- In short
- Multi agent tool design is the practice of building tool interfaces for systems where several Claude agents share or pass tools, using clear input and output contracts and structured error signalling so that downstream agents can process results and failures. Descriptions must stay unambiguous even when multiple agents with different roles can access the same tool.
What changes when more than one agent is involved
Most tool-design lessons assume a single agent: one model reads the descriptions, calls a tool, and consumes the result itself. Multi agent tool design relaxes that assumption, and the relaxation changes the requirements. In a coordinator-subagent system or a research pipeline, a tool might be selectable by several agents with different roles, and the result of a call might be handed to a different agent than the one that made it. A tool interface that was perfectly adequate for one agent talking to itself can quietly break when those two things become true.
This is an apply-level skill that builds directly on description writing and structured errors. You already know how to write a description that selects reliably and how to attach structured metadata to an error. Multi agent tool design is using those skills under a harder constraint: the interface has to work for whichever agent calls it and whichever agent reads the result, not just for a single well-understood caller.
- Multi agent tool design
- Designing tool interfaces for systems where multiple Claude agents share or exchange tools, emphasising clear input and output contracts and structured error signalling so any downstream agent can interpret results and failures, and so descriptions stay unambiguous across roles.
Two requirements single-agent design lets you skip
When one agent owns the whole loop, you can get away with loose design because the same model that calls the tool also interprets the answer, in the same context. Multi-agent systems remove that safety net and surface two requirements.
- Clear input and output contracts. A subagent that calls
extract_data_pointsmay pass its result up to a synthesis agent that never saw the document. If the output shape shifts from call to call, the synthesis agent cannot rely on it. The contract, exactly what fields come back, in what shape, in every case, is what makes a result portable between agents. - Structured error signalling. When a tool fails, the agent that consumes the result has to be able to tell that it failed and why, without reading tone or guessing from prose. That is the role of structured error metadata: an explicit failure signal and category that a downstream agent can branch on, the same discipline covered in structured error metadata.
Both requirements come down to predictability. In a single-agent loop, the model can absorb a bit of ambiguity because it has the full context. Across agents, ambiguity becomes lossy: each handoff is a place where an under-specified output or an unsignalled error gets dropped.
Descriptions that hold across roles
There is a third, subtler requirement: descriptions must stay unambiguous even when multiple agents with different roles can access the same tool. A description you tuned while picturing one agent may quietly assume that agent's context. Give the same tool to a second agent with a different job and the description that read clearly for the first can become ambiguous for the second, because the second agent brings different default intentions to the same words.
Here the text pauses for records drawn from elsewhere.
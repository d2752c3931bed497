use super::*;
use crate::doc::LayoutBox;

fn doc_with(boxes: &[(BoxId, f64, f64, u32)]) -> Document {
    let mut doc = Document::new();
    for &(id, x, y, size) in boxes {
        doc.push(LayoutBox {
            id,
            x,
            y,
            color: String::new(),
            size,
            text: String::new(),
            font_size: 14,
        });
    }
    doc
}

#[test]
fn empty_document_misses() {
    assert_eq!(hit_test(Point::new(10.0, 10.0), &Document::new()), None);
}

#[test]
fn point_inside_box_hits() {
    let doc = doc_with(&[(1, 200.0, 200.0, 60)]);
    assert_eq!(hit_test(Point::new(230.0, 230.0), &doc), Some(1));
}

#[test]
fn point_on_far_edge_misses() {
    let doc = doc_with(&[(1, 200.0, 200.0, 60)]);
    assert_eq!(hit_test(Point::new(260.0, 230.0), &doc), None);
}

#[test]
fn shared_edge_belongs_to_right_neighbour() {
    let doc = doc_with(&[(1, 200.0, 200.0, 60), (2, 260.0, 200.0, 60)]);
    assert_eq!(hit_test(Point::new(260.0, 210.0), &doc), Some(2));
}

#[test]
fn topmost_box_wins_when_stacked() {
    // Insertion placement does not check overlap, so stacks can exist.
    let doc = doc_with(&[(1, 0.0, 0.0, 100), (2, 20.0, 20.0, 40)]);
    assert_eq!(hit_test(Point::new(30.0, 30.0), &doc), Some(2));
    assert_eq!(hit_test(Point::new(5.0, 5.0), &doc), Some(1));
}
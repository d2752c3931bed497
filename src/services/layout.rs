//! Layout store: append-only history of layout documents.
//!
//! DESIGN
//! ======
//! Every save appends a row; the row with the highest id is "the" layout.
//! Rows are never updated or deleted, so the table doubles as an audit
//! trail. The document body is stored as opaque JSON: the server checks the
//! envelope (`boxes`, `zoom`, `theme`, `panning`) but never inspects boxes.
//!
//! Two backends implement [`LayoutStore`]: Postgres for deployments and an
//! in-memory vector for local runs without `DATABASE_URL` and for tests.

use serde::{Deserialize, Serialize};
use sqlx::PgPool;
use sqlx::types::Json;
use tokio::sync::RwLock;
use tracing::info;

// =============================================================================
// TYPES
// =============================================================================

#[derive(Debug, thiserror::Error)]
pub enum StoreError {
    #[error("database error: {0}")]
    Database(#[from] sqlx::Error),
    #[error("stored layout is malformed: {0}")]
    Malformed(#[from] serde_json::Error),
    #[error("store unavailable: {0}")]
    Unavailable(String),
}

impl StoreError {
    #[must_use]
    pub fn error_code(&self) -> &'static str {
        match self {
            Self::Database(_) => "E_DATABASE",
            Self::Malformed(_) => "E_MALFORMED_LAYOUT",
            Self::Unavailable(_) => "E_STORE_UNAVAILABLE",
        }
    }
}

fn default_zoom() -> f64 {
    1.0
}

/// Pan offset as persisted by the editor.
#[derive(Debug, Clone, Copy, PartialEq, Serialize, Deserialize)]
pub struct Panning {
    pub x: f64,
    pub y: f64,
}

/// One stored layout. Boxes pass through untouched.
#[derive(Debug, Clone, PartialEq, Serialize, Deserialize)]
pub struct LayoutDocument {
    #[serde(default)]
    pub boxes: Vec<serde_json::Value>,
    #[serde(default = "default_zoom")]
    pub zoom: f64,
    #[serde(default)]
    pub theme: bool,
    #[serde(default, skip_serializing_if = "Option::is_none")]
    pub panning: Option<Panning>,
}

impl Default for LayoutDocument {
    fn default() -> Self {
        Self { boxes: Vec::new(), zoom: default_zoom(), theme: false, panning: None }
    }
}

// =============================================================================
// STORE TRAIT
// =============================================================================

/// Backend-neutral access to the layout history. Enables mocking in tests.
#[async_trait::async_trait]
pub trait LayoutStore: Send + Sync {
    /// The most recently appended layout, or `None` for an empty store.
    ///
    /// # Errors
    ///
    /// Returns a [`StoreError`] if the backend cannot be read.
    async fn latest(&self) -> Result<Option<LayoutDocument>, StoreError>;

    /// Append a layout as the new latest row, returning its id.
    ///
    /// # Errors
    ///
    /// Returns a [`StoreError`] if the backend rejects the write.
    async fn append(&self, doc: &LayoutDocument) -> Result<i64, StoreError>;
}

// =============================================================================
// POSTGRES
// =============================================================================

/// [`LayoutStore`] over the `alliance_layout` table.
pub struct PgLayoutStore {
    pool: PgPool,
}

impl PgLayoutStore {
    #[must_use]
    pub fn new(pool: PgPool) -> Self {
        Self { pool }
    }
}

#[async_trait::async_trait]
impl LayoutStore for PgLayoutStore {
    async fn latest(&self) -> Result<Option<LayoutDocument>, StoreError> {
        let row = sqlx::query_scalar::<_, serde_json::Value>(
            "SELECT data FROM alliance_layout ORDER BY id DESC LIMIT 1",
        )
        .fetch_optional(&self.pool)
        .await?;

        match row {
            Some(data) => Ok(Some(serde_json::from_value(data)?)),
            None => Ok(None),
        }
    }

    async fn append(&self, doc: &LayoutDocument) -> Result<i64, StoreError> {
        let id = sqlx::query_scalar::<_, i64>("INSERT INTO alliance_layout (data) VALUES ($1) RETURNING id")
            .bind(Json(doc))
            .fetch_one(&self.pool)
            .await?;

        info!(id, boxes = doc.boxes.len(), "layout row appended");
        Ok(id)
    }
}

// =============================================================================
// IN-MEMORY
// =============================================================================

/// [`LayoutStore`] kept in process memory. History is lost on restart.
#[derive(Default)]
pub struct MemoryLayoutStore {
    rows: RwLock<Vec<LayoutDocument>>,
}

impl MemoryLayoutStore {
    #[must_use]
    pub fn new() -> Self {
        Self::default()
    }
}

#[cfg(test)]
impl MemoryLayoutStore {
    /// Number of rows appended so far.
    pub async fn len(&self) -> usize {
        self.rows.read().await.len()
    }

    pub async fn is_empty(&self) -> bool {
        self.rows.read().await.is_empty()
    }
}

#[async_trait::async_trait]
impl LayoutStore for MemoryLayoutStore {
    async fn latest(&self) -> Result<Option<LayoutDocument>, StoreError> {
        Ok(self.rows.read().await.last().cloned())
    }

    async fn append(&self, doc: &LayoutDocument) -> Result<i64, StoreError> {
        let mut rows = self.rows.write().await;
        rows.push(doc.clone());
        let id = i64::try_from(rows.len()).map_err(|e| StoreError::Unavailable(e.to_string()))?;
        Ok(id)
    }
}

#[cfg(test)]
#[path = "layout_test.rs"]
mod tests;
The discipline from writing effective tool descriptions still applies, but you now write the description for the union of roles that can see the tool, not for one imagined caller. State the boundary in role-neutral terms, name the inputs precisely, and make the purpose narrow enough that no role can reasonably stretch it. Often the cleaner answer is to scope tools to roles so that fewer agents see each tool at all, a distribution decision that interacts with this one and is covered under tool distribution strategy.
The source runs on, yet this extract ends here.